A standard eye exam generally won’t identify BVD. That’s why it’s important to consult a neuro-optometrist if you’re experiencing headaches or migraines.

What is Binocular Vision Dysfunction?

Binocular vision dysfunction is a condition where your eyes are misaligned, leading the eye muscles to strain to transmit one clear image to your brain. This can result in head pain, migraines and several other symptoms. If the problem is BVD, a neuro-optometrist can diagnose the condition and provide effective treatment.

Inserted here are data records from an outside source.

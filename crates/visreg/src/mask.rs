//! Rectangular exclusion regions for dynamic content (clocks, counters).
//!
//! Masks are attached per comparison, never stored with a baseline.
//! Rectangles reaching past the image edge are clipped, not rejected.

use crate::result::VisregError;
use image::{Rgba, RgbaImage};
use serde::{Deserialize, Serialize};
use std::str::FromStr;

/// Axis-aligned rectangle in image coordinates
#[derive(Debug, Clone, Copy, PartialEq, Eq, Hash, Serialize, Deserialize)]
pub struct MaskRegion {
    /// X coordinate of top-left corner
    pub x: u32,
    /// Y coordinate of top-left corner
    pub y: u32,
    /// Width of mask region
    pub width: u32,
    /// Height of mask region
    pub height: u32,
}

impl MaskRegion {
    /// Create a new mask region
    #[must_use]
    pub const fn new(x: u32, y: u32, width: u32, height: u32) -> Self {
        Self {
            x,
            y,
            width,
            height,
        }
    }

    /// Exclusive right edge, saturating at `u32::MAX`
    #[must_use]
    pub const fn right(&self) -> u32 {
        self.x.saturating_add(self.width)
    }

    /// Exclusive bottom edge, saturating at `u32::MAX`
    #[must_use]
    pub const fn bottom(&self) -> u32 {
        self.y.saturating_add(self.height)
    }

    /// Check if a point is within this mask region
    #[must_use]
    pub const fn contains(&self, px: u32, py: u32) -> bool {
        px >= self.x && px < self.right() && py >= self.y && py < self.bottom()
    }

    /// Number of pixels covered
    #[must_use]
    pub const fn area(&self) -> u64 {
        self.width as u64 * self.height as u64
    }

    /// Whether the two rectangles share at least one pixel
    #[must_use]
    pub const fn intersects(&self, other: &Self) -> bool {
        self.x < other.right()
            && other.x < self.right()
            && self.y < other.bottom()
            && other.y < self.bottom()
    }

    /// The part of this rectangle inside a `width x height` canvas, or
    /// `None` if nothing is left.
    #[must_use]
    pub fn clip(&self, width: u32, height: u32) -> Option<Self> {
        let right = self.right().min(width);
        let bottom = self.bottom().min(height);
        if self.x >= right || self.y >= bottom {
            return None;
        }
        Some(Self::new(self.x, self.y, right - self.x, bottom - self.y))
    }
}

impl FromStr for MaskRegion {
    type Err = VisregError;

    /// Parse `x,y,width,height`.
    fn from_str(s: &str) -> Result<Self, Self::Err> {
        let parts: Vec<&str> = s.split(',').map(str::trim).collect();
        let [x, y, w, h] = parts.as_slice() else {
            return Err(VisregError::invalid_argument(format!(
                "mask must be x,y,width,height, got '{s}'"
            )));
        };
        let parse = |v: &str| {
            v.parse::<u32>().map_err(|_| {
                VisregError::invalid_argument(format!("mask component '{v}' is not a number"))
            })
        };
        Ok(Self::new(parse(*x)?, parse(*y)?, parse(*w)?, parse(*h)?))
    }
}

/// Default neutral fill for masked pixels
pub const DEFAULT_MASK_FILL: Rgba<u8> = Rgba([128, 128, 128, 255]);

/// Set of rectangles excluded from comparison
#[derive(Debug, Clone, Default, PartialEq, Eq, Serialize, Deserialize)]
pub struct RegionMask {
    regions: Vec<MaskRegion>,
    /// Unset means "whatever the consumer defaults to"
    #[serde(default, skip_serializing_if = "Option::is_none")]
    fill: Option<[u8; 4]>,
}

impl RegionMask {
    /// Create an empty mask
    #[must_use]
    pub fn new() -> Self {
        Self::default()
    }

    /// Set the fill colour painted over masked pixels
    #[must_use]
    pub const fn with_fill(mut self, rgba: [u8; 4]) -> Self {
        self.fill = Some(rgba);
        self
    }

    /// Add a rectangle (builder form)
    #[must_use]
    pub fn with_region(mut self, region: MaskRegion) -> Self {
        self.regions.push(region);
        self
    }

    /// Append a rectangle. No dedup or merging.
    pub fn add_rectangle(&mut self, x: u32, y: u32, width: u32, height: u32) {
        self.regions.push(MaskRegion::new(x, y, width, height));
    }

    /// Rectangles in insertion order
    #[must_use]
    pub fn regions(&self) -> &[MaskRegion] {
        &self.regions
    }

    /// Fill colour used by [`apply`](Self::apply)
    #[must_use]
    pub fn fill(&self) -> [u8; 4] {
        self.fill.unwrap_or(DEFAULT_MASK_FILL.0)
    }

    /// Fill colour set through [`with_fill`](Self::with_fill), if any
    #[must_use]
    pub const fn explicit_fill(&self) -> Option<[u8; 4]> {
        self.fill
    }

    /// Whether any rectangle was added
    #[must_use]
    pub fn is_empty(&self) -> bool {
        self.regions.is_empty()
    }

    /// Number of rectangles
    #[must_use]
    pub fn len(&self) -> usize {
        self.regions.len()
    }

    /// Whether a pixel falls inside any rectangle
    #[must_use]
    pub fn contains(&self, x: u32, y: u32) -> bool {
        self.regions.iter().any(|r| r.contains(x, y))
    }

    /// Return a copy of `image` with every masked rectangle painted with the
    /// fill colour. The input is left untouched.
    ///
    /// Apply the same mask to both sides of a comparison, otherwise the
    /// masked area itself shows up as a difference.
    #[must_use]
    pub fn apply(&self, image: &RgbaImage) -> RgbaImage {
        let mut out = image.clone();
        let fill = Rgba(self.fill());
        let (width, height) = out.dimensions();
        for region in self.regions.iter().filter_map(|r| r.clip(width, height)) {
            for y in region.y..region.bottom() {
                for x in region.x..region.right() {
                    out.put_pixel(x, y, fill);
                }
            }
        }
        out
    }
}

impl FromIterator<MaskRegion> for RegionMask {
    fn from_iter<I: IntoIterator<Item = MaskRegion>>(iter: I) -> Self {
        Self {
            regions: iter.into_iter().collect(),
            ..Self::default()
        }
    }
}

#[cfg(test)]
#[allow(clippy::unwrap_used, clippy::expect_used)]
mod tests {
    use super::*;

    fn white(width: u32, height: u32) -> RgbaImage {
        RgbaImage::from_pixel(width, height, Rgba([255, 255, 255, 255]))
    }

    #[test]
    fn test_mask_region_contains() {
        let mask = MaskRegion::new(10, 20, 100, 50);
        assert!(mask.contains(10, 20));
        assert!(mask.contains(109, 69));
        assert!(!mask.contains(110, 20));
        assert!(!mask.contains(10, 70));
        assert!(!mask.contains(9, 20));
    }

    #[test]
    fn test_contains_near_u32_max() {
        let mask = MaskRegion::new(u32::MAX - 1, 0, 10, 1);
        assert!(mask.contains(u32::MAX - 1, 0));
        assert_eq!(mask.right(), u32::MAX);
    }

    #[test]
    fn test_clip_inside() {
        let r = MaskRegion::new(1, 1, 2, 2);
        assert_eq!(r.clip(10, 10), Some(r));
    }

    #[test]
    fn test_clip_partial() {
        let r = MaskRegion::new(8, 5, 10, 10);
        assert_eq!(r.clip(10, 10), Some(MaskRegion::new(8, 5, 2, 5)));
    }

    #[test]
    fn test_clip_outside() {
        assert_eq!(MaskRegion::new(10, 0, 5, 5).clip(10, 10), None);
        assert_eq!(MaskRegion::new(0, 0, 0, 5).clip(10, 10), None);
    }

    #[test]
    fn test_intersects() {
        let a = MaskRegion::new(0, 0, 10, 10);
        assert!(a.intersects(&MaskRegion::new(9, 9, 5, 5)));
        assert!(!a.intersects(&MaskRegion::new(10, 0, 5, 5)));
    }

    #[test]
    fn test_parse_mask_region() {
        let r: MaskRegion = "10, 20,30,40".parse().unwrap();
        assert_eq!(r, MaskRegion::new(10, 20, 30, 40));
        assert!("1,2,3".parse::<MaskRegion>().is_err());
        assert!("a,2,3,4".parse::<MaskRegion>().is_err());
        assert!("1,2,3,-4".parse::<MaskRegion>().is_err());
    }

    #[test]
    fn test_apply_paints_region() {
        let mut mask = RegionMask::new();
        mask.add_rectangle(1, 1, 2, 2);
        let out = mask.apply(&white(4, 4));

        assert_eq!(*out.get_pixel(1, 1), DEFAULT_MASK_FILL);
        assert_eq!(*out.get_pixel(2, 2), DEFAULT_MASK_FILL);
        assert_eq!(*out.get_pixel(0, 0), Rgba([255, 255, 255, 255]));
        assert_eq!(*out.get_pixel(3, 3), Rgba([255, 255, 255, 255]));
    }

    #[test]
    fn test_apply_does_not_mutate_input() {
        let img = white(3, 3);
        let mask = RegionMask::new().with_region(MaskRegion::new(0, 0, 3, 3));
        let _ = mask.apply(&img);
        assert!(img.pixels().all(|p| *p == Rgba([255, 255, 255, 255])));
    }

    #[test]
    fn test_apply_clips_out_of_bounds() {
        let mask = RegionMask::new()
            .with_region(MaskRegion::new(2, 2, 100, 100))
            .with_region(MaskRegion::new(50, 50, 5, 5));
        let out = mask.apply(&white(4, 4));
        assert_eq!(out.dimensions(), (4, 4));
        assert_eq!(*out.get_pixel(3, 3), DEFAULT_MASK_FILL);
        assert_eq!(*out.get_pixel(1, 1), Rgba([255, 255, 255, 255]));
    }

    #[test]
    fn test_overlapping_rectangles_each_applied() {
        let mut mask = RegionMask::new().with_fill([0, 0, 0, 255]);
        mask.add_rectangle(0, 0, 3, 3);
        mask.add_rectangle(2, 2, 3, 3);
        let out = mask.apply(&white(6, 6));
        let masked = out.pixels().filter(|p| **p == Rgba([0, 0, 0, 255])).count();
        // 9 + 9 - 1 shared pixel
        assert_eq!(masked, 17);
        assert_eq!(mask.len(), 2);
        assert!(mask.contains(4, 4));
    }

    #[test]
    fn test_empty_mask_is_identity() {
        let img = white(5, 2);
        let mask = RegionMask::new();
        assert!(mask.is_empty());
        assert_eq!(mask.apply(&img), img);
    }

    #[test]
    fn test_from_iterator() {
        let mask: RegionMask = vec![MaskRegion::new(0, 0, 1, 1), MaskRegion::new(1, 1, 1, 1)]
            .into_iter()
            .collect();
        assert_eq!(mask.len(), 2);
        assert_eq!(mask.fill(), DEFAULT_MASK_FILL.0);
        assert_eq!(mask.explicit_fill(), None);
    }

    #[test]
    fn test_explicit_fill_is_kept() {
        let mask = RegionMask::new().with_fill([1, 2, 3, 255]);
        assert_eq!(mask.explicit_fill(), Some([1, 2, 3, 255]));
        assert_eq!(mask.fill(), [1, 2, 3, 255]);
    }

    mod property_tests {
        use super::*;
        use proptest::prelude::*;

        proptest! {
            #[test]
            fn prop_clip_stays_in_bounds(
                x in 0u32..200,
                y in 0u32..200,
                w in 0u32..200,
                h in 0u32..200,
                cw in 1u32..100,
                ch in 1u32..100
            ) {
                if let Some(c) = MaskRegion::new(x, y, w, h).clip(cw, ch) {
                    prop_assert!(c.right() <= cw);
                    prop_assert!(c.bottom() <= ch);
                    prop_assert!(c.width > 0 && c.height > 0);
                }
            }

            #[test]
            fn prop_apply_keeps_dimensions(
                x in 0u32..40,
                y in 0u32..40,
                w in 0u32..40,
                h in 0u32..40
            ) {
                let mut mask = RegionMask::new();
                mask.add_rectangle(x, y, w, h);
                let out = mask.apply(&white(20, 10));
                prop_assert_eq!(out.dimensions(), (20, 10));
            }
        }
    }
}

Common Symptoms of Binocular Vision Dysfunction

People with BVD typically experience some of these symptoms:

  • Sensitivity to light and glare
  • Double vision
  • Headaches and migraines
  • Eye strain
  • Fatigue or tiredness
  • Reduced attention span and concentration difficulties
  • Shadowed, overlapping or blurred vision
  • Dizziness
  • Light-headedness
  • Nausea
  • Anxiety
  • Motion sickness
  • Poor depth perception
  • Neck, upper back or shoulder pain

If BVD is the cause of your symptoms, specialized prismatic optical lenses that allow the eyes to regain their alignment can usually provide prompt relief.

Learning Disabilities and Reading Symptoms

Having even slightly misaligned eyes can also disrupt learning and reading.

Binocular vision dysfunction can tire your eyes while reading. Words may blend together, and you may skip lines or lose your place while reading.

A routine eye exam isn’t geared toward diagnosing BVD, so if your child complains of headaches and is struggling with schoolwork, get them assessed by your neuro-optometrist today.

Treatment for Your Headaches and Binocular Vision Dysfunction

Unlike standard eyeglasses, BVD lenses are specialized aligning lenses that allow your eyes to work together. Once your eyes are working together, the brain will receive one clear image. Your eye muscles will then be able to relax and release the tension that can cause headaches and migraines. Your eye doctor can play a significant role in treating these symptoms.

If you suffer from headaches, you may have BVD or another vision problem. Schedule a vision evaluation at Eye Health Centre as soon as possible. The earlier a vision problem is detected, the sooner you can receive a comprehensive treatment plan to achieve clearer and more comfortable vision.

Eye Health Centre serves patients from St. Albert, ..…, throughout Alberta.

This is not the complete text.